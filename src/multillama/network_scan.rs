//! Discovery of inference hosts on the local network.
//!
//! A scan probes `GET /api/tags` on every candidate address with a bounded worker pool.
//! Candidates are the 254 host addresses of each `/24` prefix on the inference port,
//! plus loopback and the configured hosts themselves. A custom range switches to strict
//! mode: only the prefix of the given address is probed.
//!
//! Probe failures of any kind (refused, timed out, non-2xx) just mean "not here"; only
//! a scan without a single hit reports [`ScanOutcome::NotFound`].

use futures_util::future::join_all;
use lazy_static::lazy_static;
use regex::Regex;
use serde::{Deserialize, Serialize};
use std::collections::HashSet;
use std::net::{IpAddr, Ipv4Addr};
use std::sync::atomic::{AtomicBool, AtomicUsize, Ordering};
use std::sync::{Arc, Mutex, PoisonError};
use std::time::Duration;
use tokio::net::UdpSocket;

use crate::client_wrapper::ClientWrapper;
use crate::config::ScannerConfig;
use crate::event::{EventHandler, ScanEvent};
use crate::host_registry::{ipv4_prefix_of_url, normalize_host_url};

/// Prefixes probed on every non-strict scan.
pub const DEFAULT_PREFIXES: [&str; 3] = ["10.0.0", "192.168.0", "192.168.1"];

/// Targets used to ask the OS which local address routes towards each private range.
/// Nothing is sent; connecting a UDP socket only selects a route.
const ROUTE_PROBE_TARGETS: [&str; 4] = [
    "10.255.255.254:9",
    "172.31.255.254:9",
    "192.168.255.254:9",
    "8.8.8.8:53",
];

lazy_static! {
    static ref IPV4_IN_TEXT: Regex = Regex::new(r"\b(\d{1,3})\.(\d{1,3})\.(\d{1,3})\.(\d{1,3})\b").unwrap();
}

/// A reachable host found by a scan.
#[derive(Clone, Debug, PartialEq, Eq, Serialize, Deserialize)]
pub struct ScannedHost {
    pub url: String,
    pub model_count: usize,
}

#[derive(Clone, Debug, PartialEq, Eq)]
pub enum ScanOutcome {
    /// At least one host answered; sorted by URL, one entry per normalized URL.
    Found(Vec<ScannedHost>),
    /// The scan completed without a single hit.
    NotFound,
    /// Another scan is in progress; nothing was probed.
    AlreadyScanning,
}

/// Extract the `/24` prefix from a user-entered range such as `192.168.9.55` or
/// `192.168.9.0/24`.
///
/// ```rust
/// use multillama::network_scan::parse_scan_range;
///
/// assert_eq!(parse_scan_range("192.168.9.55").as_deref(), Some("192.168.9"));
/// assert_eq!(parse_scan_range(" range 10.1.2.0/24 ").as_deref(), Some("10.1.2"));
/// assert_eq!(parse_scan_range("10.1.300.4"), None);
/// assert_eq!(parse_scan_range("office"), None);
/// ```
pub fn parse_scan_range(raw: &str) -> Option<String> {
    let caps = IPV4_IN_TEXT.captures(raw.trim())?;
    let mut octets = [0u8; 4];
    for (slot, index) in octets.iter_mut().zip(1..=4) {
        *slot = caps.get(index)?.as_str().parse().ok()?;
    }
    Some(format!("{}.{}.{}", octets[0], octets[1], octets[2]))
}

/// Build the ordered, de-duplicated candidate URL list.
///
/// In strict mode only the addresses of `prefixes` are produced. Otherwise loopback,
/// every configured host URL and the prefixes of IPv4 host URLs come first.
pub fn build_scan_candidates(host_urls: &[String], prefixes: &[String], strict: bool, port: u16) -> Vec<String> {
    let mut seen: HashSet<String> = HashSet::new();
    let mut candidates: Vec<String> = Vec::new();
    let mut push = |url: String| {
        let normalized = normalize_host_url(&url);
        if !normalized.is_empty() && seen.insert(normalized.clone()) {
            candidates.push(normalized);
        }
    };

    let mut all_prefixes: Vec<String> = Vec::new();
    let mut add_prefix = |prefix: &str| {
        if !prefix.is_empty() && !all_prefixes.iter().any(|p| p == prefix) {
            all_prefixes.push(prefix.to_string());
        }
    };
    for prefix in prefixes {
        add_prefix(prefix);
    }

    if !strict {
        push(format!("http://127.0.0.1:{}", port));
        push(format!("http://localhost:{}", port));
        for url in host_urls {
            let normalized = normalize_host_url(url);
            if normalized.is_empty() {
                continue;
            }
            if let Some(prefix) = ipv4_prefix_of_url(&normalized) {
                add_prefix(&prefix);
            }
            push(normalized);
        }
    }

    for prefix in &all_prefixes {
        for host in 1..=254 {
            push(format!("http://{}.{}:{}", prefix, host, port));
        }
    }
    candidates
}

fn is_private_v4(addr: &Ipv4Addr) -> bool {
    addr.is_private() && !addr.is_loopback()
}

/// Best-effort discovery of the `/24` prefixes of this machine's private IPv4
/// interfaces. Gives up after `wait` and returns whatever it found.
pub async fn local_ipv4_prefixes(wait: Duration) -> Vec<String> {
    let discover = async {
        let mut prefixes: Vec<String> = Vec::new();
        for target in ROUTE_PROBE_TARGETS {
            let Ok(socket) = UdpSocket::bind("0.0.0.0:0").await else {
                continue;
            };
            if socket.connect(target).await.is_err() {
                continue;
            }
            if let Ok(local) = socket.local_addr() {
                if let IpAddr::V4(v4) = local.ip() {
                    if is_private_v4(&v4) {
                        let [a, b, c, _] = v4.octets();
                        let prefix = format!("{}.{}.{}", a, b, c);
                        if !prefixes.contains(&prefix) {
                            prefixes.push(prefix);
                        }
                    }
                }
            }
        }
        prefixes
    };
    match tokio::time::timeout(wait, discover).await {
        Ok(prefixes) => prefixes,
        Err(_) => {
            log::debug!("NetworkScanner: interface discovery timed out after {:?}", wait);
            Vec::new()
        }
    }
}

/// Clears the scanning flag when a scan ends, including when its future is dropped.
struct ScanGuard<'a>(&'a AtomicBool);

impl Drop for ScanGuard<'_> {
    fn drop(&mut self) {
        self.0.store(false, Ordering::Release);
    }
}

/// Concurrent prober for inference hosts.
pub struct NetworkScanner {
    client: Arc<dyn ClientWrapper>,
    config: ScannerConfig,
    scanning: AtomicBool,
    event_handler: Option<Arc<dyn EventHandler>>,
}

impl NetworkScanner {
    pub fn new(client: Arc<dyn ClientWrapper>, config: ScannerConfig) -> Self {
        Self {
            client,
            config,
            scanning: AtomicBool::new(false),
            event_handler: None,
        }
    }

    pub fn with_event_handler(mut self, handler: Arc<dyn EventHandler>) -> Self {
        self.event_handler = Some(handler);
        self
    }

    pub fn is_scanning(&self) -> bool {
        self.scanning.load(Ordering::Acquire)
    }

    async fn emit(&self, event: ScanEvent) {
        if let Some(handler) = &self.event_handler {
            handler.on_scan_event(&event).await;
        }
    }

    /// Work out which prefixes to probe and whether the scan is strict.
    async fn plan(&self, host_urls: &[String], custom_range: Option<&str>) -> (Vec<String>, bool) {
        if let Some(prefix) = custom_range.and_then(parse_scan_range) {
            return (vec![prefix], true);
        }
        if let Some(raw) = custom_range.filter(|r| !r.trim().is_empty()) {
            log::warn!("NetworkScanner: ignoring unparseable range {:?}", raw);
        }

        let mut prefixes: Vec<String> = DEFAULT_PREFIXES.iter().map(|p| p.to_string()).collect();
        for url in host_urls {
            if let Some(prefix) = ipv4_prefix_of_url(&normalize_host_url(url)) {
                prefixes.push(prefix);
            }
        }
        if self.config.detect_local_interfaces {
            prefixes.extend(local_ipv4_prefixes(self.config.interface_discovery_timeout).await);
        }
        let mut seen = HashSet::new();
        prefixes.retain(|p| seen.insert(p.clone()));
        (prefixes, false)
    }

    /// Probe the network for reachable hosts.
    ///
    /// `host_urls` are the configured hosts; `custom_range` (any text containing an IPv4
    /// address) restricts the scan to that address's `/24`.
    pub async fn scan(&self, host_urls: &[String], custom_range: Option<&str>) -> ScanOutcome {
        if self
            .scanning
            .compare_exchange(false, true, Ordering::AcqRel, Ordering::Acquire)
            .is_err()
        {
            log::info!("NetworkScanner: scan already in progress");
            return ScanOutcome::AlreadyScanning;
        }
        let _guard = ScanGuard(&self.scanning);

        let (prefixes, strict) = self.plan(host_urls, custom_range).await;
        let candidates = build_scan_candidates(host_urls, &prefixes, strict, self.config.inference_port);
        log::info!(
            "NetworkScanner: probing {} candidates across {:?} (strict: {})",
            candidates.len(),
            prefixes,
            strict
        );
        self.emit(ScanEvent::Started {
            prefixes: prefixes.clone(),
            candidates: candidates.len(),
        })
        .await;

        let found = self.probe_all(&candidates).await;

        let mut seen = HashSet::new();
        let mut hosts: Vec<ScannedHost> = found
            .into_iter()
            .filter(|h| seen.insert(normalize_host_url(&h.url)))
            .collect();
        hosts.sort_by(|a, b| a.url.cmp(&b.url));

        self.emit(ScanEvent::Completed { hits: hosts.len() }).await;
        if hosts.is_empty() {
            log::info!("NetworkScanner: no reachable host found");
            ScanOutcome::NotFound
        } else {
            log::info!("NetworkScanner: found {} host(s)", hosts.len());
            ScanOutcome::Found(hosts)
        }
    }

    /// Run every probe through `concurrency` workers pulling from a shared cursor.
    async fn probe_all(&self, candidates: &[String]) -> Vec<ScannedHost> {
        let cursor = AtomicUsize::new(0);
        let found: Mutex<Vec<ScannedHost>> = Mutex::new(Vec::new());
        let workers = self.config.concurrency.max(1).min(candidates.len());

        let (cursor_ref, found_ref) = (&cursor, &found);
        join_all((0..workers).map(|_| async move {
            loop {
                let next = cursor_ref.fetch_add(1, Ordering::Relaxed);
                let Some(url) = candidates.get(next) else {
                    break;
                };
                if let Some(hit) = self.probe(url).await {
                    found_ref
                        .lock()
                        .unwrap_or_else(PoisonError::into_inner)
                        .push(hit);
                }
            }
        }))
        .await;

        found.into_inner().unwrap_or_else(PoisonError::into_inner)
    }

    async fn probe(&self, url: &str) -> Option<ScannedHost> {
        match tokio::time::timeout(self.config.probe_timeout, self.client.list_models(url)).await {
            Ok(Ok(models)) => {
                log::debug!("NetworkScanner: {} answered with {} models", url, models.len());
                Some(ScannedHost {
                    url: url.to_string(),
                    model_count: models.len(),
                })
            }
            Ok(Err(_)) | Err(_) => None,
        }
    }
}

──────

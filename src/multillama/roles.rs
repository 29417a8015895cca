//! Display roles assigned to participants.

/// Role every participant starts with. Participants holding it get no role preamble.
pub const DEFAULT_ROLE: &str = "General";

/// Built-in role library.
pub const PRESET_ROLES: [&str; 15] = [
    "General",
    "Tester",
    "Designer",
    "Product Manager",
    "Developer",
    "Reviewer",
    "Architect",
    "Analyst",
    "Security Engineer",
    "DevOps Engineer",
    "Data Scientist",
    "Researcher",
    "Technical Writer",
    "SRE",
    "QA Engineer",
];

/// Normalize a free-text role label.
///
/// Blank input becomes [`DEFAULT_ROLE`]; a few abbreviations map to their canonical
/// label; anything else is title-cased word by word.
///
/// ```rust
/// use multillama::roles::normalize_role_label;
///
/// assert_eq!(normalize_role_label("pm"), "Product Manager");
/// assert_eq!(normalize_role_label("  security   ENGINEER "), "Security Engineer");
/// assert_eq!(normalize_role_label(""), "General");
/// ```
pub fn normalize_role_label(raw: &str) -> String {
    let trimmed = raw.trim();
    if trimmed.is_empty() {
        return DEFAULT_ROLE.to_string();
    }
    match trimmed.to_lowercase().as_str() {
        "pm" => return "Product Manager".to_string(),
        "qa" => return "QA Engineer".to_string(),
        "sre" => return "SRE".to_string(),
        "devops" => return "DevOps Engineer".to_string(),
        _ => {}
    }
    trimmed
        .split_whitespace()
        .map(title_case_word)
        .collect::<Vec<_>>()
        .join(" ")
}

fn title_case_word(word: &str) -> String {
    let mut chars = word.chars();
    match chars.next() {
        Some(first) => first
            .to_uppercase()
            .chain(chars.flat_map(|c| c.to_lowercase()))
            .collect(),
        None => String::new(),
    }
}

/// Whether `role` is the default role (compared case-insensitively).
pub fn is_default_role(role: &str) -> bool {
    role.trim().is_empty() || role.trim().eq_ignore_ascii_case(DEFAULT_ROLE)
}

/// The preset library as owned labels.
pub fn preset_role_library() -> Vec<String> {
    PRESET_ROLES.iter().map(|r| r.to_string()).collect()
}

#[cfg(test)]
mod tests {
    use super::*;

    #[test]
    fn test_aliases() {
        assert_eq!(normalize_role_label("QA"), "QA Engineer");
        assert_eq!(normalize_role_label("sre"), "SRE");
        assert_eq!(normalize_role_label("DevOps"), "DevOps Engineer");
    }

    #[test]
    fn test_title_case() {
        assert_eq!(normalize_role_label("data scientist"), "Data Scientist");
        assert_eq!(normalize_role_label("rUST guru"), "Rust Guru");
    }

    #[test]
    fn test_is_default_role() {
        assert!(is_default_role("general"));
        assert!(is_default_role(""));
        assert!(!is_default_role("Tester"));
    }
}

──────

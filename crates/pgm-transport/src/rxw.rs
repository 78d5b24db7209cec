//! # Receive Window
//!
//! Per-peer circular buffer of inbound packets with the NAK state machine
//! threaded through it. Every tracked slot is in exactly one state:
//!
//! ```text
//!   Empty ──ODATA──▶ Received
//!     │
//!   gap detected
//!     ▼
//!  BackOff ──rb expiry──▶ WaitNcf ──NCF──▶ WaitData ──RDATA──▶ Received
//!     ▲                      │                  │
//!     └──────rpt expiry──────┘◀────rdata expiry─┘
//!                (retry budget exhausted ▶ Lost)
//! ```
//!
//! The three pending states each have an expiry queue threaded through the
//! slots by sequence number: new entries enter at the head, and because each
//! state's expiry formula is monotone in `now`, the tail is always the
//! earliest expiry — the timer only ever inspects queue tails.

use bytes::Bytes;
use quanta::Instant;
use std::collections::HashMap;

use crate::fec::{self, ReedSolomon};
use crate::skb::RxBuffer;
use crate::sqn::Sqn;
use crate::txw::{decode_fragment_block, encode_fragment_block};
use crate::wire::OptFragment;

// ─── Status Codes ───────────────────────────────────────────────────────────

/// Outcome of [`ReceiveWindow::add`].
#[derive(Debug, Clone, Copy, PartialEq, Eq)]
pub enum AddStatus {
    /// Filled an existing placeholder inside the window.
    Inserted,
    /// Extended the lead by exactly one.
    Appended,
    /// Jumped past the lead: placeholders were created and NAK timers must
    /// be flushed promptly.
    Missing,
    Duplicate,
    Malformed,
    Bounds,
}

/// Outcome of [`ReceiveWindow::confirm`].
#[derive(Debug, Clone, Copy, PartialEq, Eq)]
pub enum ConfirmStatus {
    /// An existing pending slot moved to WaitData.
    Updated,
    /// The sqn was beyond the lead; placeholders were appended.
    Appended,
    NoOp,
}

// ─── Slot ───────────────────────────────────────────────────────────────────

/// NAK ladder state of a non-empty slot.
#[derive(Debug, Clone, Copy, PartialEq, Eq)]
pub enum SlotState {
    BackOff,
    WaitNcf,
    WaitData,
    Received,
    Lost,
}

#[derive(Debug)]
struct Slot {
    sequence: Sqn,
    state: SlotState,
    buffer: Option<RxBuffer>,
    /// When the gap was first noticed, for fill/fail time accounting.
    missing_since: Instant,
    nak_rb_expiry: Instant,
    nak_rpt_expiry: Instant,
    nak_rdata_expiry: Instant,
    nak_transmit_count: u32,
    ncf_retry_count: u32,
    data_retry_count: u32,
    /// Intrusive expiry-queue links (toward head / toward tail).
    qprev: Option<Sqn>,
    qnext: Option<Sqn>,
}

──────

» **Exercise requirements**
Only lines of the material that contain the word "false" belong in the answer; copy each one.

» **Output for this task**
        self.0.store(false, Ordering::Release);
            scanning: AtomicBool::new(false),
        (prefixes, false)
            .compare_exchange(false, true, Ordering::AcqRel, Ordering::Acquire)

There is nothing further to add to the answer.